During development, epithelial cells appear in a process referred to as mesenchyme-epithelial transition (MET); conversely, epithelial cells are lost and replaced with fibroblasts in a process known as epithelial-mesenchyme transition (EMT). Identification of the progenitor cells that give rise to adult epithelial cells or fibroblasts is essential for understanding MET and EMT. However, it can be challenging, because results from standard approaches for cellular identification, such as immunohistochemistry, in situ hybridization, and cellular morphology, are often misleading. For example, an adult epithelial cell may express a particular gene commonly expressed in a progenitor cell; however, it does not prove that cell was derived from that progenitor cell. Genetic labeling of progenitor cells using the Cre/lox reporter system overcomes these limitations by permanently labeling the cell, thereby eliminating the need for labeling and guessing-by-association.

The most common Cre/lox reporter system involves crossing a Cre-expressing transgenic mouse with one carrying the Rosa26-lox-EYFP (Fig. 9). Briefly, the loxP-stop codon-loxP-EYFP allele was targeted to the Rosa26 locus, which is located on chromosome 6 in mice (53); the Rosa26 locus demonstrates ubiquitous expression (52). In the absence of Cre, the upstream stop codon prevents transcription/translation of EYFP. However, EYFP is expressed following Cre-mediated excision of the stop codon; this is nonreversible and causes all Cre-expressing cells to become EYFP-expressing cells. This is not the case if EYFP expression is driven by a promoter, which is reversible. The Cre/lox reporter system is widely used by developmental (10, 38, 58) and stem cell (15) biologists and would be helpful for studying EMT following acute kidney injury.

Deleter Mouse: Spatiotemporal Cell Ablation

Most researchers are familiar with conditional gene knockout, but most are unfamiliar with conditional cell knockout. Conditional cell knockout or cell ablation involves killing a cell by expression of a toxin, an inhibitor of DNA elongation, or a chemical inducer of apoptosis in a spatiotemporal-specific manner; expression can be controlled using a cell-specific promoter or the Cre/lox-Rosa26 deleter system. The most commonly expressed toxin is the A-chain of the diphtheria toxin (DTA), which is extremely toxic; a single DTA is sufficient to kill a single cell by inhibiting protein synthesis (3). Similarly, thymidine kinase inhibits DNA elongation in the presence of ganciclovir and is typically expressed using a cell-specific promoter; thymidine kinase was one of the first cDNAs to be expressed in transgenic mice (8); ganciclovir is given to the mouse. Finally, the capase-3 chemical inducer of dimerization activates capase-3-dependent apoptosis. Figure 10 illustrates the fundamentals of these three methods for causing cell death or ablation.

Fig. 10. — Conditional cell death/ablation. A and B: schematic of generic Cre transgene and Rosa26-loxP-stop codon-loxP-diphtheria toxin A-chain (DTA) targeted allele. C: schematic of cells. All cells possess the Rosa26-lox-DTA targeted allele (red), but only those cells that express Cre (red) will express DTA and are targeted for cell death/ablation. Rosa26-lox-DTA allele is represented in red for effect; it is not and should not be considered a fluorescent protein. Thymidine kinase and chemical inducer of dimerization transgenes are not shown. However, they are expressed, and their function is similar to that of DTA; i.e., only those cells expressing these “deleter” genes in conjunction with Cre are targeted for cell death. Similarly, DTA, thymidine kinase, and chemical inducer of dimerization transgenes can be expressed by targeting them to the Rosa26 locus (as shown here) or using a cell-specific promoter.

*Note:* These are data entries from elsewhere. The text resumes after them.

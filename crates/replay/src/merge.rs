//! Merge policies shared by every record update.

/// First write wins: fill `slot` only while it is still empty.
pub fn set_once<T>(slot: &mut Option<T>, value: Option<T>) {
    if slot.is_none() {
        *slot = value;
    }
}

/// Latest write wins, but an absent value never clears what is there.
pub fn replace_if_present<T>(slot: &mut Option<T>, value: Option<T>) {
    if let Some(value) = value {
        *slot = Some(value);
    }
}
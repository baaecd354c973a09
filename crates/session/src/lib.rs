//! Stormline Replay Session
//!
//! Drives one replay session end to end: derives the protocol era from the
//! header, routes field groups into the assembler and decodes out-of-band
//! events, decrypting them when the session is encrypted.
//!
//! # Error policy
//!
//! - Malformed event or field-group input fails only the current call.
//! - Unknown events and mistyped fields are logged, and only fatal in strict
//!   (`ParseMode::Debug`) sessions.
//! - A decryption failure poisons the session: every later event returns it.

#![deny(unsafe_code)]

pub mod config;
pub mod crypto;
pub mod events;
pub mod version;

use std::borrow::Cow;

use hashbrown::HashMap;
use stormline_model::{
    ActorId, ChannelId, EventRecord, MatchStats, PlayerElimination, SessionRecord, TeamRecord,
    TeamStats,
};
use stormline_replay::{FieldError, GroupKind, ReplayAssembler, decode_group};
use stormline_wire::{NetFieldGroup, WireError};
use thiserror::Error;
use tracing::{debug, info, warn};

pub use config::{ParseMode, SessionConfig};
pub use events::{EventDecoder, EventFrame, EventKind};
pub use version::{BranchVersion, ProtocolEra, parse_branch};

// ============================================================================
// Errors
// ============================================================================

#[derive(Debug, Clone, PartialEq, Error)]
pub enum SessionError {
    #[error("malformed input: {0}")]
    MalformedInput(#[from] WireError),

    #[error("unknown event (group {group:?}, metadata {metadata:?})")]
    UnknownEvent { group: String, metadata: String },

    #[error("no elimination layout for protocol era {era:?}")]
    VersionGapUnsupported { era: ProtocolEra },

    #[error("decryption failed: {0}")]
    DecryptionFailure(String),

    #[error("malformed field: {0}")]
    MalformedField(#[from] FieldError),

    #[error("event {id} declares {declared} bytes but carries {available}")]
    EventTruncated {
        id: String,
        declared: i32,
        available: usize,
    },
}

pub type Result<T> = std::result::Result<T, SessionError>;

// ============================================================================
// Header
// ============================================================================

/// Container header fields the session depends on.
#[derive(Debug, Clone, Default, PartialEq, Eq)]
pub struct ReplayHeader {
    /// Build branch, e.g. `++Fortnite+Release-9.10`.
    pub branch: String,
    pub engine_network_version: u32,
    pub encrypted: bool,
    pub encryption_key: Option<Vec<u8>>,
}

// ============================================================================
// Session
// ============================================================================

/// One replay session: header-derived settings, assembler and decoded events.
pub struct ReplaySession {
    config: SessionConfig,
    branch: String,
    version: Option<BranchVersion>,
    decoder: EventDecoder,
    encrypted: bool,
    encryption_key: Option<Vec<u8>>,
    /// Set by the first decryption failure.
    poisoned: Option<SessionError>,
    /// Type path resolution, including paths no kind claims.
    group_kinds: HashMap<String, Option<GroupKind>>,
    assembler: ReplayAssembler,
    eliminations: Vec<PlayerElimination>,
    stats: Option<MatchStats>,
    team_stats: Option<TeamStats>,
}

impl ReplaySession {
    pub fn new(header: ReplayHeader, config: SessionConfig) -> Self {
        let version = parse_branch(&header.branch);
        let era = ProtocolEra::derive(version, header.engine_network_version);
        if era == ProtocolEra::Unsupported {
            warn!(
                branch = %header.branch,
                engine_network_version = header.engine_network_version,
                "no elimination layout for this build"
            );
        }
        info!(
            branch = %header.branch,
            era = ?era,
            encrypted = header.encrypted,
            parse_mode = ?config.parse_mode,
            "replay session opened"
        );

        Self {
            config,
            branch: header.branch,
            version,
            decoder: EventDecoder::new(era),
            encrypted: header.encrypted,
            encryption_key: header.encryption_key,
            poisoned: None,
            group_kinds: HashMap::new(),
            assembler: ReplayAssembler::new(),
            eliminations: Vec::new(),
            stats: None,
            team_stats: None,
        }
    }

    pub fn config(&self) -> &SessionConfig {
        &self.config
    }

    pub fn era(&self) -> ProtocolEra {
        self.decoder.era()
    }

    pub fn version(&self) -> Option<BranchVersion> {
        self.version
    }

    pub fn encryption_key(&self) -> Option<&[u8]> {
        self.encryption_key.as_deref()
    }

    pub fn assembler(&self) -> &ReplayAssembler {
        &self.assembler
    }

    pub fn eliminations(&self) -> &[PlayerElimination] {
        &self.eliminations
    }

    pub fn stats(&self) -> Option<&MatchStats> {
        self.stats.as_ref()
    }

    pub fn team_stats(&self) -> Option<&TeamStats> {
        self.team_stats.as_ref()
    }

    // ------------------------------------------------------------------------
    // Replication hooks
    // ------------------------------------------------------------------------

    pub fn on_channel_opened(&mut self, channel: ChannelId, actor: ActorId) {
        self.assembler.on_channel_opened(channel, actor);
    }

    pub fn on_channel_closed(&mut self, channel: ChannelId, actor: ActorId) {
        self.assembler.on_channel_closed(channel, actor);
    }

    /// Resolve a type path once and remember the answer.
    pub fn register_group_path(&mut self, path: &str) -> Option<GroupKind> {
        if let Some(kind) = self.group_kinds.get(path) {
            return *kind;
        }
        let kind = GroupKind::from_path(path);
        debug!(path, kind = ?kind, "registered group path");
        self.group_kinds.insert(path.to_string(), kind);
        kind
    }

    /// Merge one field group received on `channel`.
    ///
    /// Groups whose path resolves to no kind, or whose kind the parse mode
    /// excludes, are skipped.
    ///
    /// # Errors
    /// `MalformedField` for the first mistyped field, strict sessions only.
    /// The group is not applied in that case.
    pub fn on_field_group(&mut self, channel: ChannelId, group: &NetFieldGroup) -> Result<()> {
        let Some(kind) = self.register_group_path(&group.path) else {
            return Ok(());
        };
        if !self.config.parse_mode.allows(kind) {
            return Ok(());
        }
        debug!(channel, kind = ?kind, fields = group.fields.len(), "field group");

        let (update, errors) = decode_group(kind, group);
        if self.config.is_strict()
            && let Some(error) = errors.first()
        {
            return Err(error.clone().into());
        }
        // Lenient: mistyped fields were read as absent.
        for error in &errors {
            warn!(channel, %error, "ignoring mistyped field");
        }

        self.assembler.apply(channel, update);
        Ok(())
    }

    // ------------------------------------------------------------------------
    // Events
    // ------------------------------------------------------------------------

    /// Decode one framed event and keep its record.
    ///
    /// In an encrypted session without a key, the encryption key event is read
    /// unencrypted and its key is adopted for every later event.
    ///
    /// # Errors
    /// - `DecryptionFailure`: the range could not be decrypted, or an earlier
    ///   one could not be
    /// - `UnknownEvent`: unmatched tags in a strict session
    /// - `EventTruncated`: the payload is shorter than its declared size
    /// - `VersionGapUnsupported`, `MalformedInput`: from the decoder
    ///
    /// Only `DecryptionFailure` sticks. Every other error, in any parse mode,
    /// drops just this event: nothing is recorded for it and the session keeps
    /// accepting events. Callers that want to skip a bad event log the error
    /// and carry on.
    pub fn on_event(&mut self, frame: &EventFrame) -> Result<()> {
        if let Some(error) = &self.poisoned {
            return Err(error.clone());
        }

        let Some(kind) = EventKind::classify(&frame.group, &frame.metadata) else {
            info!(id = %frame.id, group = %frame.group, metadata = %frame.metadata, "unknown event");
            if self.config.is_strict() {
                return Err(SessionError::UnknownEvent {
                    group: frame.group.clone(),
                    metadata: frame.metadata.clone(),
                });
            }
            return Ok(());
        };

        let declared = usize::try_from(frame.size_in_bytes)
            .ok()
            .filter(|&declared| declared <= frame.payload.len())
            .ok_or_else(|| SessionError::EventTruncated {
                id: frame.id.clone(),
                declared: frame.size_in_bytes,
                available: frame.payload.len(),
            })?;
        let range = &frame.payload[..declared];

        // The key event is how a keyless encrypted session learns its key, so
        // it is read as plaintext until a key is known.
        let bootstrapping_key = kind == EventKind::EncryptionKey && self.encryption_key.is_none();
        let plaintext = if self.encrypted && !bootstrapping_key {
            let decrypted = match self.encryption_key.as_deref() {
                Some(key) => crypto::decrypt(key, range),
                None => Err(SessionError::DecryptionFailure(
                    "encrypted session has no key".to_string(),
                )),
            };
            match decrypted {
                Ok(bytes) => Cow::Owned(bytes),
                Err(error) => return Err(self.poison(error)),
            }
        } else {
            Cow::Borrowed(range)
        };

        let record = self
            .decoder
            .decode(kind, frame.info(), &plaintext)
            .inspect_err(|error| warn!(id = %frame.id, kind = ?kind, %error, "event not decoded"))?;
        let info = record.info();
        debug!(id = %info.id, kind = ?kind, start_time = info.start_time, "event decoded");

        match record {
            EventRecord::Elimination(elimination) => self.eliminations.push(elimination),
            EventRecord::Stats(stats) => self.stats = Some(stats),
            EventRecord::TeamStats(team_stats) => self.team_stats = Some(team_stats),
            EventRecord::EncryptionKey(key) => {
                if self.encryption_key.is_none()
                    && let Ok(bytes) = hex::decode(&key.key)
                {
                    debug!(id = %frame.id, "adopted session key from event");
                    self.encryption_key = Some(bytes);
                }
            }
        }
        Ok(())
    }

    fn poison(&mut self, error: SessionError) -> SessionError {
        warn!(%error, "session poisoned");
        self.poisoned = Some(error.clone());
        error
    }

    // ------------------------------------------------------------------------
    // Output
    // ------------------------------------------------------------------------

    pub fn teams(&self) -> Vec<TeamRecord> {
        self.assembler.teams()
    }

    /// Consume the session into its record.
    pub fn finalize(self) -> SessionRecord {
        let record = self.assembler.finalize();
        info!(
            players = record.players.len(),
            teams = record.teams.len(),
            eliminations = self.eliminations.len(),
            "replay session finalized"
        );

        SessionRecord {
            branch: self.branch,
            major: self.version.map(|v| v.major),
            minor: self.version.map(|v| v.minor),
            eliminations: self.eliminations,
            stats: self.stats,
            team_stats: self.team_stats,
            ..record
        }
    }
}

// ============================================================================
// Tests
// ============================================================================
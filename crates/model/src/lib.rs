//! Stormline Session Model
//!
//! Plain data shared by every layer of the workspace: transport identifiers,
//! decoded field values, and the assembled session record that is the only
//! output artifact of a parse.
//!
//! # Constraints
//!
//! This crate MUST NOT perform I/O or decoding. Every output type derives
//! `Serialize` so that an external exporter can render it; formatting is not
//! done here.

#![deny(unsafe_code)]

mod events;
mod player;
mod world;

use std::collections::BTreeMap;

use serde::Serialize;

pub use events::{
    DamageEvent, EncryptionKey, EventInfo, EventRecord, MatchStats, PlayerElimination,
    PlayerIdentity, TeamStats, format_timestamp,
};
pub use player::{InventoryItem, InventoryRecord, KillFeedEntry, PlayerRecord, TeamRecord, WeaponRecord};
pub use world::{
    BattleBusFlightPath, BuildMaterial, BuildPiece, GameData, Llama, MapData, Milestone,
    RebootVan, SafeZone, SupplyDrop,
};

// ============================================================================
// Identifiers
// ============================================================================

/// Transport channel index. Ephemeral: channels are opened and closed by the
/// replication framework and indices are reused over a session.
pub type ChannelId = u32;

/// Replicated actor identity (network GUID value). Independent of channel
/// lifetime.
pub type ActorId = u32;

/// Replicated world time in seconds, as carried by game-state updates.
pub type WorldSeconds = f32;

// ============================================================================
// Vector
// ============================================================================

/// Three-component vector as replicated on the wire.
#[derive(Debug, Clone, Copy, PartialEq, Default, Serialize)]
pub struct FVector {
    pub x: f32,
    pub y: f32,
    pub z: f32,
}

impl FVector {
    pub const ZERO: Self = Self::new(0.0, 0.0, 0.0);

    pub const fn new(x: f32, y: f32, z: f32) -> Self {
        Self { x, y, z }
    }
}

// ============================================================================
// Decoded Field Values
// ============================================================================

/// A single decoded property value delivered by the replication framework.
///
/// Values the assembler does not interpret (cosmetics) are stored as-is.
#[derive(Debug, Clone, PartialEq, Serialize)]
#[serde(untagged)]
pub enum FieldValue {
    Bool(bool),
    Int(i64),
    Float(f32),
    Text(String),
    Vector(FVector),
    Actor(ActorId),
    List(Vec<FieldValue>),
    /// Nested struct property, fields in arrival order.
    Struct(Vec<(String, FieldValue)>),
}

impl FieldValue {
    /// Short type name used in diagnostics.
    pub fn kind_name(&self) -> &'static str {
        match self {
            Self::Bool(_) => "bool",
            Self::Int(_) => "int",
            Self::Float(_) => "float",
            Self::Text(_) => "text",
            Self::Vector(_) => "vector",
            Self::Actor(_) => "actor",
            Self::List(_) => "list",
            Self::Struct(_) => "struct",
        }
    }
}

/// Opaque cosmetic passthrough data, keyed by the field name it arrived under.
pub type Cosmetics = BTreeMap<String, FieldValue>;

// ============================================================================
// Session Record
// ============================================================================

/// The fully assembled record for one session.
#[derive(Debug, Clone, Default, PartialEq, Serialize)]
pub struct SessionRecord {
    /// Branch string from the replay header.
    pub branch: String,
    pub major: Option<u32>,
    pub minor: Option<u32>,
    pub game: GameData,
    pub map: MapData,
    /// Players in materialization order.
    pub players: Vec<PlayerRecord>,
    /// Teams ordered by team index.
    pub teams: Vec<TeamRecord>,
    pub kill_feed: Vec<KillFeedEntry>,
    pub damage: Vec<DamageEvent>,
    pub eliminations: Vec<PlayerElimination>,
    pub stats: Option<MatchStats>,
    pub team_stats: Option<TeamStats>,
}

Conditional cell ablation has many applications. For example, the role of brown adipose tissue (BAT) in energy balance was investigated following the conditional ablation of BAT cells using the promoter of gene specifically expressed in BAT cells to drive expression of DTA. Results showed that BAT cells protect mice from diet-induced obesity (21). Also, the podocyte-specific Cre transgenic mouse (40) was used in conjunction with the Rosa26-DTA-176 knockin mouse (26) to ablate podocytes during nephrogenesis. This study showed that the loss of podocytes during development significantly affected the development and maintenance of the intra- and extraglomerular vasculature (26). In addition, in 2008, Haldar et al. (20) used the Cre/Rosa-LacZ reporter system to identify two types of progenitor cells involved in mouse skeletal development and then used the Cre/Rosa26-DTA ablation system to determine the role of these two progenitor cells. They showed that one of the progenitor cells contributed to the development of most skeletal muscles, while the other progenitor cell contributed to the development of a specific skeletal muscle type. The conditional cell ablation system represents a powerful tool to study the role of progenitor cells in embryogenesis, the role of a given cell type in adult physiology, and the origin of stem cells involved in tissue regeneration.

Summary

Transgenic mice have changed biomedical research by giving researchers the ability to control the expression of genes and proteins in a temporal and cell-specific manner in the whole animal. While most transgenic mice are used to knock out genes, transgenic mice have many other important and useful applications. Simultaneous use of fluorescent proteins allows labeling of multiple cells and/or observation of physiological events in a given cell type and labeling of subcellular compartments, such as lipid membranes and the nucleus, as well as observation of rapidly occurring events, such as cell cycle and cyclic gene expression, and whole animal imaging. Similarly, fluorescently labeled cells from transgenic mice can be isolated as single cells or cell clusters using FACS or COPAS. Transgenic mice can also be used to conditionally express genetically engineered proteins, such as those used to study GPCR signaling in the whole animal, and isolate actively translated mRNA from a specific cell type. Also, the Cre/lox reporter and conditional cell ablation systems are very useful for following cell lineage, fate mapping, and determining the importance of a particular cell type. This review surveyed only some of the many different transgenic mice and applications. Future transgenic mice might be engineered to monitor blood pressure, volume, ionic composition, and acid-base balance in the whole animal and in real time. Transgenic mice represent a powerful tool for physiologists to study genetic, molecular, biochemical, and physiological events in the whole animal, organ, tissue, or cell in vivo, as well as in real time, with resolution and specificity similar to that obtained in cell cultures.

DISCLOSURES

No conflicts of interest, financial or otherwise, are declared by the author.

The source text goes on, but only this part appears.